▶ [Activity]: Starting with the line that contains "and container listings" and stopping after the line that contains "a committed blob", copy the entries below exactly. Include nothing else.

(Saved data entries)

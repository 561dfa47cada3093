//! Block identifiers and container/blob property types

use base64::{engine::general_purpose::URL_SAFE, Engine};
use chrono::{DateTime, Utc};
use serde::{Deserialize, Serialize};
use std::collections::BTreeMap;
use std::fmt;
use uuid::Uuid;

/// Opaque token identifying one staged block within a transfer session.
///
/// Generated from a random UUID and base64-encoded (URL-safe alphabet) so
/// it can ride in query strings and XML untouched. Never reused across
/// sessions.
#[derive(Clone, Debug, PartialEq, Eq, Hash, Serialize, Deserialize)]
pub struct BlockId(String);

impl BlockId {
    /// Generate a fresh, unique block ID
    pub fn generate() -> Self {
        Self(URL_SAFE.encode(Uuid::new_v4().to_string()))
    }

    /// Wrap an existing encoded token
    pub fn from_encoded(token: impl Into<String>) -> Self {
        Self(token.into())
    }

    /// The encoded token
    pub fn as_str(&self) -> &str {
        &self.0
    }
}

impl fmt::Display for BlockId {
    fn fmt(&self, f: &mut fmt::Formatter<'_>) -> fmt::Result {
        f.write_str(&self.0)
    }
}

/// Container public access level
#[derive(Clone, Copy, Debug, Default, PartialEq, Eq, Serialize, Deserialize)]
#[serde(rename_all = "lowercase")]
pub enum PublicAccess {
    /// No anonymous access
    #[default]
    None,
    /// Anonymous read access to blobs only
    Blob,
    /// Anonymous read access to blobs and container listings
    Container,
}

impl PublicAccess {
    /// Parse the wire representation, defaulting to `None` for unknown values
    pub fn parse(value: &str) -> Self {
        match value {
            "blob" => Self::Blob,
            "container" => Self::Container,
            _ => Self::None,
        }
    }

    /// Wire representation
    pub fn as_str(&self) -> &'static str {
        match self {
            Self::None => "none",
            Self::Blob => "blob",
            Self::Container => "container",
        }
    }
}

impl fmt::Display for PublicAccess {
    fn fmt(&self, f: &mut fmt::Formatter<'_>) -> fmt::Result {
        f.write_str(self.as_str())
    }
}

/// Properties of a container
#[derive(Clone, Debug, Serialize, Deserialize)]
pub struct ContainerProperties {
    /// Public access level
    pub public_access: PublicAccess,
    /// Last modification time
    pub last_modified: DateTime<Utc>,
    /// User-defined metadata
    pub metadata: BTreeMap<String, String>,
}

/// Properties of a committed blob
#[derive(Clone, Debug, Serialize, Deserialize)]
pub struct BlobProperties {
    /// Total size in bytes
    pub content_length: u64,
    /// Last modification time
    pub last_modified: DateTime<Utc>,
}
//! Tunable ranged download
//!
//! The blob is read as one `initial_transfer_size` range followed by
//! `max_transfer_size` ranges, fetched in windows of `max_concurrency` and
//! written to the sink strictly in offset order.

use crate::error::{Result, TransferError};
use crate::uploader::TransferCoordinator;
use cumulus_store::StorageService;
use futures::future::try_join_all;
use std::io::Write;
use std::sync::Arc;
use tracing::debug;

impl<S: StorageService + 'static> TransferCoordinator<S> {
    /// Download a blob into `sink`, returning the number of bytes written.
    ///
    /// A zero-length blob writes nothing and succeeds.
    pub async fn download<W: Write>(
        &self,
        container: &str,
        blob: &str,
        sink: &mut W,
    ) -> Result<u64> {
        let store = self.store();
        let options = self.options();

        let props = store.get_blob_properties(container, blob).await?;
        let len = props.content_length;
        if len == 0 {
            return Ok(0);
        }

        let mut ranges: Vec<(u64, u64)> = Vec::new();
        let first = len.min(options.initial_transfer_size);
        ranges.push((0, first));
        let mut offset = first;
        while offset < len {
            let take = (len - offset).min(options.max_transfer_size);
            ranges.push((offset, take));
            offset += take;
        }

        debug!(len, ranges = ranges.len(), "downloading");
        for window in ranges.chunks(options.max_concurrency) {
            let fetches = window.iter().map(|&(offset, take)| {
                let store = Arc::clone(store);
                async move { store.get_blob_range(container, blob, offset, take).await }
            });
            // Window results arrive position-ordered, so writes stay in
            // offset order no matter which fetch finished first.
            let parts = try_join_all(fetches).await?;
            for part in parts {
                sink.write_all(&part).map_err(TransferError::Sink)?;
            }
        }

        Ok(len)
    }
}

▶ [Exercise response]:
    /// Anonymous read access to blobs and container listings
    Container,
}

impl PublicAccess {
    /// Parse the wire representation, defaulting to `None` for unknown values
    pub fn parse(value: &str) -> Self {
        match value {
            "blob" => Self::Blob,
            "container" => Self::Container,
            _ => Self::None,
        }
    }

    /// Wire representation
    pub fn as_str(&self) -> &'static str {
        match self {
            Self::None => "none",
            Self::Blob => "blob",
            Self::Container => "container",
        }
    }
}

impl fmt::Display for PublicAccess {
    fn fmt(&self, f: &mut fmt::Formatter<'_>) -> fmt::Result {
        f.write_str(self.as_str())
    }
}

/// Properties of a container
#[derive(Clone, Debug, Serialize, Deserialize)]
pub struct ContainerProperties {
    /// Public access level
    pub public_access: PublicAccess,
    /// Last modification time
    pub last_modified: DateTime<Utc>,
    /// User-defined metadata
    pub metadata: BTreeMap<String, String>,
}

/// Properties of a committed blob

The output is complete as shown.